-- EXERCISE INPUT follows --

//! Process configuration for Quarry
//!
//! Merges three layers with figment, later layers winning:
//!
//! 1. Built-in defaults
//! 2. A `quarry.toml` file in the working directory
//! 3. `QUARRY_*` environment variables (nested keys split on `__`, e.g.
//!    `QUARRY_UPLOAD__PUBLIC_URL`)
//!
//! The loaded value is passed explicitly into the engine
//! (`ContentContext::new(root, config)`) — validation and enrichment never
//! read ambient global state.

mod error;

pub use error::{ConfigError, Result};

use figment::providers::{Env, Format, Serialized, Toml};
use figment::Figment;
use serde::{Deserialize, Serialize};

/// Top-level Quarry configuration.
#[derive(Debug, Clone, Default, PartialEq, Serialize, Deserialize)]
pub struct QuarryConfig {
    #[serde(default)]
    pub upload: UploadConfig,
    #[serde(default)]
    pub hooks: HookConfig,
    #[serde(default)]
    pub content: ContentConfig,
}

/// Where uploaded files live and how they are served.
#[derive(Debug, Clone, PartialEq, Serialize, Deserialize)]
pub struct UploadConfig {
    /// Directory uploaded files are stored under
    #[serde(default = "default_upload_dir")]
    pub dir: String,
    /// Public base URL media paths are resolved against
    #[serde(default = "default_public_url")]
    pub public_url: String,
}

/// Outbound webhook behavior.
#[derive(Debug, Clone, PartialEq, Serialize, Deserialize)]
pub struct HookConfig {
    /// Per-delivery timeout in seconds
    #[serde(default = "default_hook_timeout")]
    pub timeout_secs: u64,
}

/// Content engine defaults.
#[derive(Debug, Clone, PartialEq, Serialize, Deserialize)]
pub struct ContentConfig {
    /// Locale seeded when a store is initialized
    #[serde(default = "default_locale")]
    pub default_locale: String,
}

fn default_upload_dir() -> String {
    "uploads".into()
}

fn default_public_url() -> String {
    "http://localhost:8090/uploads".into()
}

fn default_hook_timeout() -> u64 {
    10
}

fn default_locale() -> String {
    "en".into()
}

impl Default for UploadConfig {
    fn default() -> Self {
        Self {
            dir: default_upload_dir(),
            public_url: default_public_url(),
        }
    }
}

impl Default for HookConfig {
    fn default() -> Self {
        Self {
            timeout_secs: default_hook_timeout(),
        }
    }
}

impl Default for ContentConfig {
    fn default() -> Self {
        Self {
            default_locale: default_locale(),
        }
    }
}

impl QuarryConfig {
    /// Load configuration from all layers.
    pub fn load() -> Result<Self> {
        Ok(Self::figment().extract()?)
    }

    fn figment() -> Figment {
        Figment::from(Serialized::defaults(Self::default()))
            .merge(Toml::file("quarry.toml"))
            .merge(Env::prefixed("QUARRY_").split("__"))
    }
}
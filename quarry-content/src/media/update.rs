//! UpdateMedia command

use serde::Deserialize;
use serde_json::Value;

use crate::context::ContentContext;
use crate::error::{ContentError, Result};
use crate::ops::{async_trait, Execute};
use crate::types::{now, MediaId};

/// Update a media record's title or description.
#[derive(Debug, Deserialize)]
pub struct UpdateMedia {
    /// The media record to update
    pub id: MediaId,
    /// New display title, if changing
    #[serde(default)]
    pub title: Option<String>,
    /// New description, if changing
    #[serde(default)]
    pub description: Option<String>,
}

impl UpdateMedia {
    /// Create a new UpdateMedia command
    pub fn new(id: MediaId) -> Self {
        Self {
            id,
            title: None,
            description: None,
        }
    }

    /// Set a new display title
    pub fn with_title(mut self, title: impl Into<String>) -> Self {
        self.title = Some(title.into());
        self
    }

    /// Set a new description
    pub fn with_description(mut self, description: impl Into<String>) -> Self {
        self.description = Some(description.into());
        self
    }
}

#[async_trait]
impl Execute<ContentContext, ContentError> for UpdateMedia {
    async fn execute(&self, ctx: &ContentContext) -> Result<Value> {
        let mut media = ctx.read_media(&self.id).await?;

        if let Some(title) = &self.title {
            media.title = title.clone();
        }
        if let Some(description) = &self.description {
            media.description = description.clone();
        }
        media.modified = now();
        media.validate()?;

        ctx.write_media(&media).await?;

        Ok(serde_json::to_value(
            media.into_public(&ctx.config().upload),
        )?)
    }
}
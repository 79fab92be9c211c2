//! Runtime value casting and emptiness rules.
//!
//! Casting is total: whatever a client sends (or whatever shape legacy
//! content has drifted into), every field type maps it onto a canonical
//! value without erroring. Emptiness is defined on the casted value and
//! feeds only the `required` check.

use serde_json::{json, Value};
use ulid::Ulid;

use crate::types::{Field, FieldType};

impl Field {
    /// Cast a raw value to the canonical shape for this field's type.
    pub fn cast_value(&self, value: &Value) -> Value {
        match self.field_type {
            FieldType::Plain | FieldType::Select | FieldType::Editor => {
                Value::String(value.as_str().unwrap_or_default().to_string())
            }
            FieldType::Switch => Value::Bool(value.as_bool().unwrap_or(false)),
            FieldType::Date => cast_date(value),
            FieldType::Checklist => Value::Array(
                string_list(value)
                    .into_iter()
                    .map(Value::String)
                    .collect(),
            ),
            FieldType::Media | FieldType::Relation => Value::Array(
                id_list(value)
                    .into_iter()
                    .map(|id| Value::String(id.to_string()))
                    .collect(),
            ),
        }
    }

    /// Whether the casted value counts as empty.
    ///
    /// Used solely to evaluate the `required` constraint: a required field
    /// can be present with an empty casted value, and that must still fail
    /// validation.
    pub fn is_empty_value(&self, value: &Value) -> bool {
        let casted = self.cast_value(value);
        match self.field_type {
            FieldType::Plain | FieldType::Select | FieldType::Editor => {
                casted.as_str().map(str::is_empty).unwrap_or(true)
            }
            FieldType::Date => casted.is_null() || casted.as_i64() == Some(0),
            FieldType::Checklist | FieldType::Media | FieldType::Relation => {
                casted.as_array().map(Vec::is_empty).unwrap_or(true)
            }
            // a switch always casts to a bool, false included
            FieldType::Switch => false,
        }
    }
}

/// Cast date input to an integer epoch, or null.
///
/// Non-empty strings parse as an integer (falling back to 0, which the
/// emptiness rule treats the same as null); zero numerics stay null.
fn cast_date(value: &Value) -> Value {
    match value {
        Value::String(s) if !s.is_empty() => json!(s.parse::<i64>().unwrap_or(0)),
        Value::Number(n) => {
            let epoch = n
                .as_i64()
                .or_else(|| n.as_f64().map(|f| f as i64))
                .unwrap_or(0);
            if epoch != 0 {
                json!(epoch)
            } else {
                Value::Null
            }
        }
        _ => Value::Null,
    }
}

/// Extract a de-duplicated list of object identifiers from a raw list
/// value, dropping anything that doesn't parse as one.
pub fn id_list(value: &Value) -> Vec<Ulid> {
    let mut ids = Vec::new();
    if let Value::Array(items) = value {
        for item in items {
            if let Some(raw) = item.as_str() {
                if let Ok(id) = Ulid::from_string(raw) {
                    if !ids.contains(&id) {
                        ids.push(id);
                    }
                }
            }
        }
    }
    ids
}

/// Extract the non-empty strings from a raw list value.
pub fn string_list(value: &Value) -> Vec<String> {
    let mut items = Vec::new();
    if let Value::Array(values) = value {
        for value in values {
            if let Some(s) = value.as_str() {
                if !s.is_empty() {
                    items.push(s.to_string());
                }
            }
        }
    }
    items
}
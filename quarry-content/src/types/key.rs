//! API key type: the identity an access table attaches to
//!
//! Token issuance and verification live in the auth layer; the engine only
//! cares about the permission table a resolved identity carries.

use serde::{Deserialize, Serialize};

use super::ids::KeyId;
use super::now;
use crate::access::AccessTable;
use crate::error::{ContentError, Result};

/// An API key holding the caller's permission table.
#[derive(Debug, Clone, Serialize, Deserialize)]
pub struct ApiKey {
    pub id: KeyId,
    pub title: String,
    #[serde(default)]
    pub access: AccessTable,
    pub created: i64,
    pub modified: i64,
}

impl ApiKey {
    /// Create a new key with the given title and access table
    pub fn new(title: impl Into<String>, access: AccessTable) -> Self {
        let timestamp = now();
        Self {
            id: KeyId::new(),
            title: title.into(),
            access,
            created: timestamp,
            modified: timestamp,
        }
    }

    /// Validate title presence
    pub fn validate(&self) -> Result<()> {
        if self.title.is_empty() {
            return Err(ContentError::missing_field("title"));
        }
        Ok(())
    }
}

#[cfg(test)]
mod tests {
    use super::*;
    use crate::access::actions;

    #[test]
    fn test_validate() {
        let key = ApiKey::new("frontend", AccessTable::new());
        assert!(key.validate().is_ok());

        let key = ApiKey::new("", AccessTable::new());
        assert!(key.validate().is_err());
    }

    #[test]
    fn test_round_trip_keeps_access() {
        let access = AccessTable::new().grant("media", &[actions::VIEW]);
        let key = ApiKey::new("frontend", access);

        let json = serde_json::to_string(&key).unwrap();
        let parsed: ApiKey = serde_json::from_str(&json).unwrap();
        assert!(parsed.access.can_access("media", actions::VIEW));
    }
}
//! Error types for the content engine

use std::collections::BTreeMap;
use std::path::PathBuf;

use quarry_fields::FieldError;
use thiserror::Error;

/// Result type for content operations
pub type Result<T> = std::result::Result<T, ContentError>;

/// Accumulated content validation errors, keyed `locale -> field key ->
/// message`. Only locales with at least one violation appear.
pub type DataErrors = BTreeMap<String, BTreeMap<String, String>>;

/// Errors that can occur in content operations
#[derive(Debug, Error)]
pub enum ContentError {
    /// Store not initialized at the given path
    #[error("store not initialized at {path}")]
    NotInitialized { path: PathBuf },

    /// Store already initialized
    #[error("store already initialized at {path}")]
    AlreadyInitialized { path: PathBuf },

    /// Collection not found by id or name
    #[error("collection not found: {identifier}")]
    CollectionNotFound { identifier: String },

    /// Entity not found
    #[error("entity not found: {id}")]
    EntityNotFound { id: String },

    /// Language not found
    #[error("language not found: {id}")]
    LanguageNotFound { id: String },

    /// Media record not found
    #[error("media not found: {id}")]
    MediaNotFound { id: String },

    /// API key not found
    #[error("key not found: {id}")]
    KeyNotFound { id: String },

    /// A globally-unique value (collection name, locale) is already taken
    #[error("{resource} '{value}' already exists")]
    Conflict { resource: String, value: String },

    /// Missing required field on a write
    #[error("missing required field: {field}")]
    MissingField { field: String },

    /// Invalid field value on a write
    #[error("invalid value for {field}: {message}")]
    InvalidValue { field: String, message: String },

    /// Schema definition error from the field registry
    #[error("invalid schema: {0}")]
    Schema(#[from] FieldError),

    /// Per-locale, per-field content validation errors
    #[error("invalid entity data")]
    InvalidData { errors: DataErrors },

    /// IO error
    #[error("IO error: {0}")]
    Io(#[from] std::io::Error),

    /// JSON serialization error
    #[error("JSON error: {0}")]
    Json(#[from] serde_json::Error),
}

impl ContentError {
    /// Create a conflict error
    pub fn conflict(resource: impl Into<String>, value: impl Into<String>) -> Self {
        Self::Conflict {
            resource: resource.into(),
            value: value.into(),
        }
    }

    /// Create a missing field error
    pub fn missing_field(field: impl Into<String>) -> Self {
        Self::MissingField {
            field: field.into(),
        }
    }

    /// Create an invalid value error
    pub fn invalid_value(field: impl Into<String>, message: impl Into<String>) -> Self {
        Self::InvalidValue {
            field: field.into(),
            message: message.into(),
        }
    }

    /// The nested validation error map, if this is a data error.
    pub fn data_errors(&self) -> Option<&DataErrors> {
        match self {
            Self::InvalidData { errors } => Some(errors),
            _ => None,
        }
    }
}
//! CreateEntity command

use serde::Deserialize;
use serde_json::Value;

use crate::context::ContentContext;
use crate::error::{ContentError, Result};
use crate::hooks::{self, HookAction, HookResource};
use crate::ops::{async_trait, Execute};
use crate::types::{Entity, EntityData, EntityStatus};
use crate::validate::validate_and_normalize;

/// Create a content record in a collection.
#[derive(Debug, Deserialize)]
pub struct CreateEntity {
    /// Owning collection, by id or name
    pub collection: String,
    /// Publication state; defaults to active
    #[serde(default)]
    pub status: EntityStatus,
    /// Candidate per-locale data; filtered, cast and validated against the
    /// current schema
    #[serde(default)]
    pub data: EntityData,
}

impl CreateEntity {
    /// Create a new CreateEntity command
    pub fn new(collection: impl Into<String>) -> Self {
        Self {
            collection: collection.into(),
            status: EntityStatus::Active,
            data: EntityData::new(),
        }
    }

    /// Set the publication status
    pub fn with_status(mut self, status: EntityStatus) -> Self {
        self.status = status;
        self
    }

    /// Set the candidate data map
    pub fn with_data(mut self, data: EntityData) -> Self {
        self.data = data;
        self
    }

    /// Set one field value under a locale
    pub fn with_value(
        mut self,
        locale: impl Into<String>,
        key: impl Into<String>,
        value: Value,
    ) -> Self {
        self.data
            .entry(locale.into())
            .or_default()
            .insert(key.into(), value);
        self
    }
}

#[async_trait]
impl Execute<ContentContext, ContentError> for CreateEntity {
    async fn execute(&self, ctx: &ContentContext) -> Result<Value> {
        let collection = ctx.find_collection(&self.collection).await?;
        let languages = ctx.read_all_languages().await?;

        let mut entity = Entity::new(collection.id, self.status);
        entity.data = self.data.clone();

        validate_and_normalize(ctx, &mut entity, &collection, &languages).await?;
        ctx.write_entity(&entity).await?;

        let payload = serde_json::to_value(&entity)?;
        hooks::dispatch(
            collection.create_hook.as_deref(),
            HookResource::Entity,
            HookAction::Create,
            payload.clone(),
            ctx.config().hooks.timeout_secs,
        );

        Ok(payload)
    }
}
//! Entity commands: content record lifecycle
//!
//! Every write re-derives the entity's data shape from the *current*
//! collection schema and language list — candidate data is filtered, cast
//! and validated, never trusted as-is. Reads optionally run the enrichment
//! engine with settings derived from the caller's access table.

mod create;
mod delete;
mod get;
mod list;
mod update;

pub use create::CreateEntity;
pub use delete::DeleteEntity;
pub use get::GetEntity;
pub use list::ListEntities;
pub use update::UpdateEntity;

use crate::context::ContentContext;
use crate::error::{ContentError, Result};
use crate::types::{Collection, Entity, EntityId};

/// Load an entity scoped to a collection identified by id or name. An id
/// match in the wrong collection reads as not-found.
pub(crate) async fn load_scoped(
    ctx: &ContentContext,
    collection_identifier: &str,
    id: &EntityId,
) -> Result<(Collection, Entity)> {
    let collection = ctx.find_collection(collection_identifier).await?;
    let entity = ctx.read_entity(id).await?;

    if entity.collection_id != collection.id {
        return Err(ContentError::EntityNotFound { id: id.to_string() });
    }

    Ok((collection, entity))
}
//! Command execution contract.
//!
//! Operations are structs where the fields ARE the parameters. Each command
//! implements [`Execute`] against a context and returns its JSON result;
//! commands do all the work, contexts only provide data access.

pub use async_trait::async_trait;

use serde_json::Value;

/// Execute an operation against a context.
#[async_trait]
pub trait Execute<C, E> {
    /// Run the operation, returning its JSON result.
    async fn execute(&self, ctx: &C) -> std::result::Result<Value, E>;
}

-- EXERCISE INPUT concluded --

— TASK TO CARRY OUT —
Starting from the top of the records and ending at the line that contains "Top-level Quarry configuration.", repeat each line exactly and return only those lines.

— YOUR SOLUTION —
//! Process configuration for Quarry
//!
//! Merges three layers with figment, later layers winning:
//!
//! 1. Built-in defaults
//! 2. A `quarry.toml` file in the working directory
//! 3. `QUARRY_*` environment variables (nested keys split on `__`, e.g.
//!    `QUARRY_UPLOAD__PUBLIC_URL`)
//!
//! The loaded value is passed explicitly into the engine
//! (`ContentContext::new(root, config)`) — validation and enrichment never
//! read ambient global state.

mod error;

pub use error::{ConfigError, Result};

use figment::providers::{Env, Format, Serialized, Toml};
use figment::Figment;
use serde::{Deserialize, Serialize};

/// Top-level Quarry configuration.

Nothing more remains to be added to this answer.